5EU Allergy Intolerance Information model
  • There is a EU-funded initiative to create European health data models. Among them is an allergy model. 

  • The main critique of the current SNOMED allergy model in the hospital discharge report is that the concept of allergic condition to define the type of reaction should be replaced by the risk of reacting (propensity). 

  • This is augmented by the statement "that some patients will never have any manifestation of their allergy, as it will only have been detected by patch or prick test", which is of course correct. 

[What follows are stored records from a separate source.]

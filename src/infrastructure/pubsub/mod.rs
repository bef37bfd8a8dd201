//! Pub/Sub Module
//!
//! Message broker adapters used by the fan-out relay.
//!
//! # Architecture
//!
//! ```text
//! +-------------------+
//! |  RealtimeRelay    |
//! +-------------------+
//!          |
//!          v
//! +-------------------+
//! |   Broker Trait    |  <-- publish / subscribe / unsubscribe
//! +-------------------+
//!      |         |
//!      v         v
//! +---------+ +-----------+
//! |  Redis  | | MemoryBus |  <-- in-process, several instances per process
//! +---------+ +-----------+
//! ```
//!
//! Inbound messages flow back through an unbounded queue returned by each
//! broker's constructor.

mod backoff;
mod broker;
mod memory_broker;
mod redis_broker;

pub use backoff::ExponentialBackoff;
pub use broker::{Broker, BrokerError, BrokerInbound, BrokerMessage};
pub use memory_broker::{MemoryBroker, MemoryBus};
pub use redis_broker::RedisBroker;
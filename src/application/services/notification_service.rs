//! Notification Service
//!
//! Stores a notification and pushes it to every session of its recipient,
//! wherever that session is connected.

use std::sync::Arc;

use async_trait::async_trait;
use tracing::debug;
use uuid::Uuid;

use super::delivery::LocalDelivery;
use super::messaging_service::{DEFAULT_PAGE_SIZE, MAX_PAGE_SIZE};
use crate::application::events::RealtimeEvent;
use crate::application::relay::RealtimeRelay;
use crate::domain::{Notification, NotificationRepository};
use crate::shared::error::AppError;

/// Input for a new notification
#[derive(Debug, Clone)]
pub struct NewNotification {
    pub kind: String,
    pub title: String,
    pub body: Option<String>,
    pub data: Option<serde_json::Value>,
}

/// Notification service trait
#[async_trait]
pub trait NotificationService: Send + Sync {
    /// Store and push a notification
    async fn notify(
        &self,
        user_id: i64,
        notification: NewNotification,
    ) -> Result<Notification, NotificationError>;

    /// Notifications of a user, newest first
    async fn list(
        &self,
        user_id: i64,
        unread_only: bool,
        limit: Option<i64>,
    ) -> Result<Vec<Notification>, NotificationError>;

    /// Mark one of the user's notifications as read
    async fn mark_read(&self, user_id: i64, id: Uuid) -> Result<(), NotificationError>;
}

/// Notification service errors
#[derive(Debug, thiserror::Error)]
pub enum NotificationError {
    #[error("Notification not found")]
    NotFound,

    #[error("Repository error: {0}")]
    Repository(#[from] AppError),
}

impl From<NotificationError> for AppError {
    fn from(err: NotificationError) -> Self {
        match err {
            NotificationError::NotFound => AppError::NotFound(err.to_string()),
            NotificationError::Repository(inner) => inner,
        }
    }
}

/// NotificationService implementation
pub struct NotificationServiceImpl {
    notifications: Arc<dyn NotificationRepository>,
    relay: Arc<RealtimeRelay>,
    local: Arc<dyn LocalDelivery>,
}

impl NotificationServiceImpl {
    pub fn new(
        notifications: Arc<dyn NotificationRepository>,
        relay: Arc<RealtimeRelay>,
        local: Arc<dyn LocalDelivery>,
    ) -> Self {
        Self {
            notifications,
            relay,
            local,
        }
    }
}

#[async_trait]
impl NotificationService for NotificationServiceImpl {
    async fn notify(
        &self,
        user_id: i64,
        input: NewNotification,
    ) -> Result<Notification, NotificationError> {
        let notification =
            Notification::new(user_id, input.kind, input.title, input.body, input.data);
        let notification = self.notifications.create(&notification).await?;

        let event = RealtimeEvent::Notification {
            notification: notification.clone(),
        }
        .to_value();
        let local = self.local.deliver_to_user(user_id, &event);
        let outcome = self.relay.publish_user(user_id, &event).await;
        debug!(
            notification_id = %notification.id,
            user_id,
            local,
            outcome = outcome.as_str(),
            "Notification pushed"
        );

        Ok(notification)
    }

    async fn list(
        &self,
        user_id: i64,
        unread_only: bool,
        limit: Option<i64>,
    ) -> Result<Vec<Notification>, NotificationError> {
        let limit = limit.unwrap_or(DEFAULT_PAGE_SIZE).clamp(1, MAX_PAGE_SIZE);
        Ok(self
            .notifications
            .find_by_user(user_id, unread_only, limit)
            .await?)
    }

    async fn mark_read(&self, user_id: i64, id: Uuid) -> Result<(), NotificationError> {
        if self.notifications.mark_read(user_id, id).await? {
            Ok(())
        } else {
            Err(NotificationError::NotFound)
        }
    }
}
//! Prometheus Metrics Module
//!
//! Provides application-wide metrics collection using Prometheus.
//!
//! # Metrics Collected
//! - HTTP request counts by method, path, and status
//! - HTTP request latency histograms
//! - Relay publish outcomes and inbound envelope handling
//! - Broker connection state and reconnect attempts
//! - Active WebSocket sessions

use once_cell::sync::Lazy;
use prometheus::{
    Encoder, HistogramOpts, HistogramVec, IntCounter, IntCounterVec, IntGauge, Opts, Registry,
    TextEncoder,
};

const NAMESPACE: &str = "nearby_realtime";

/// Global metrics registry
pub static REGISTRY: Lazy<Registry> = Lazy::new(|| {
    let registry = Registry::new();
    register_metrics(&registry);
    registry
});

/// HTTP request counter - tracks total requests by method, path, and status code
pub static HTTP_REQUESTS_TOTAL: Lazy<IntCounterVec> = Lazy::new(|| {
    IntCounterVec::new(
        Opts::new("http_requests_total", "Total number of HTTP requests").namespace(NAMESPACE),
        &["method", "path", "status"],
    )
    .expect("Failed to create HTTP_REQUESTS_TOTAL metric")
});

/// HTTP request latency histogram - tracks request duration in seconds
pub static HTTP_REQUEST_DURATION_SECONDS: Lazy<HistogramVec> = Lazy::new(|| {
    let buckets = vec![0.001, 0.005, 0.01, 0.025, 0.05, 0.1, 0.25, 0.5, 1.0, 2.5, 5.0, 10.0];
    HistogramVec::new(
        HistogramOpts::new(
            "http_request_duration_seconds",
            "HTTP request latency in seconds",
        )
        .namespace(NAMESPACE)
        .buckets(buckets),
        &["method", "path"],
    )
    .expect("Failed to create HTTP_REQUEST_DURATION_SECONDS metric")
});

/// Relay publish calls by outcome ("published", "degraded", "failed")
pub static RELAY_PUBLISH_TOTAL: Lazy<IntCounterVec> = Lazy::new(|| {
    IntCounterVec::new(
        Opts::new("relay_publish_total", "Relay publish calls by outcome").namespace(NAMESPACE),
        &["outcome"],
    )
    .expect("Failed to create RELAY_PUBLISH_TOTAL metric")
});

/// Inbound envelopes by disposition ("delivered", "echo", "malformed", "foreign")
pub static RELAY_RECEIVED_TOTAL: Lazy<IntCounterVec> = Lazy::new(|| {
    IntCounterVec::new(
        Opts::new("relay_received_total", "Inbound broker messages by disposition")
            .namespace(NAMESPACE),
        &["disposition"],
    )
    .expect("Failed to create RELAY_RECEIVED_TOTAL metric")
});

/// Handler invocations that returned an error or panicked
pub static RELAY_HANDLER_FAILURES_TOTAL: Lazy<IntCounter> = Lazy::new(|| {
    IntCounter::with_opts(
        Opts::new(
            "relay_handler_failures_total",
            "Subscription handler invocations that failed",
        )
        .namespace(NAMESPACE),
    )
    .expect("Failed to create RELAY_HANDLER_FAILURES_TOTAL metric")
});

/// Broker reconnect attempts
pub static BROKER_RECONNECTS_TOTAL: Lazy<IntCounter> = Lazy::new(|| {
    IntCounter::with_opts(
        Opts::new("broker_reconnects_total", "Broker subscriber reconnect attempts")
            .namespace(NAMESPACE),
    )
    .expect("Failed to create BROKER_RECONNECTS_TOTAL metric")
});

/// 1 while the broker subscriber is connected
pub static BROKER_CONNECTED: Lazy<IntGauge> = Lazy::new(|| {
    IntGauge::with_opts(
        Opts::new("broker_connected", "Whether the broker subscriber is connected")
            .namespace(NAMESPACE),
    )
    .expect("Failed to create BROKER_CONNECTED metric")
});

/// Active WebSocket sessions
pub static WEBSOCKET_SESSIONS_ACTIVE: Lazy<IntGauge> = Lazy::new(|| {
    IntGauge::with_opts(
        Opts::new("websocket_sessions_active", "Number of authenticated WebSocket sessions")
            .namespace(NAMESPACE),
    )
    .expect("Failed to create WEBSOCKET_SESSIONS_ACTIVE metric")
});

/// Register all metrics with the registry
fn register_metrics(registry: &Registry) {
    registry
        .register(Box::new(HTTP_REQUESTS_TOTAL.clone()))
        .expect("Failed to register HTTP_REQUESTS_TOTAL");
    registry
        .register(Box::new(HTTP_REQUEST_DURATION_SECONDS.clone()))
        .expect("Failed to register HTTP_REQUEST_DURATION_SECONDS");
    registry
        .register(Box::new(RELAY_PUBLISH_TOTAL.clone()))
        .expect("Failed to register RELAY_PUBLISH_TOTAL");
    registry
        .register(Box::new(RELAY_RECEIVED_TOTAL.clone()))
        .expect("Failed to register RELAY_RECEIVED_TOTAL");
    registry
        .register(Box::new(RELAY_HANDLER_FAILURES_TOTAL.clone()))
        .expect("Failed to register RELAY_HANDLER_FAILURES_TOTAL");
    registry
        .register(Box::new(BROKER_RECONNECTS_TOTAL.clone()))
        .expect("Failed to register BROKER_RECONNECTS_TOTAL");
    registry
        .register(Box::new(BROKER_CONNECTED.clone()))
        .expect("Failed to register BROKER_CONNECTED");
    registry
        .register(Box::new(WEBSOCKET_SESSIONS_ACTIVE.clone()))
        .expect("Failed to register WEBSOCKET_SESSIONS_ACTIVE");
}

/// Collect and encode all metrics as Prometheus text format
pub fn gather_metrics() -> String {
    let encoder = TextEncoder::new();
    let metric_families = REGISTRY.gather();
    let mut buffer = Vec::new();
    if let Err(e) = encoder.encode(&metric_families, &mut buffer) {
        tracing::error!(error = %e, "Failed to encode metrics");
        return String::new();
    }
    String::from_utf8(buffer).unwrap_or_default()
}

/// Helper to record HTTP request metrics
pub fn record_http_request(method: &str, path: &str, status: u16, duration_secs: f64) {
    HTTP_REQUESTS_TOTAL
        .with_label_values(&[method, path, &status.to_string()])
        .inc();
    HTTP_REQUEST_DURATION_SECONDS
        .with_label_values(&[method, path])
        .observe(duration_secs);
}

pub fn record_publish(outcome: &str) {
    RELAY_PUBLISH_TOTAL.with_label_values(&[outcome]).inc();
}

pub fn record_received(disposition: &str) {
    RELAY_RECEIVED_TOTAL.with_label_values(&[disposition]).inc();
}

pub fn record_handler_failure() {
    RELAY_HANDLER_FAILURES_TOTAL.inc();
}

pub fn record_reconnect_attempt() {
    BROKER_RECONNECTS_TOTAL.inc();
}

pub fn set_broker_connected(connected: bool) {
    BROKER_CONNECTED.set(i64::from(connected));
}

pub fn set_websocket_sessions(count: usize) {
    WEBSOCKET_SESSIONS_ACTIVE.set(count as i64);
}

  • Allergy Intolerance Information Model - v1.2.docx
  • Allergic condition in SNOMED is a disjunctive grouper that means an allergic disease (i.e. something with a morphology and finding site such as allergic rhinitis.), an allergic disposition (propensity to develop symptoms on exposure to an allergen) and allergic reaction (the realization of an allergic disposition observed during a patient encounter upon allergen exposure).
  • Also, when you say "that some patients will never have any manifestation of their allergy, as it will only have been detected by patch or prick test", this is incorrect. What you are describing is known as sensitization i.e. the exposure to and development of an immune response to an allergen. This should not be documented as an allergy but rather just as a test finding. Unfortunately many physicians do confuse a positive test result with allergy.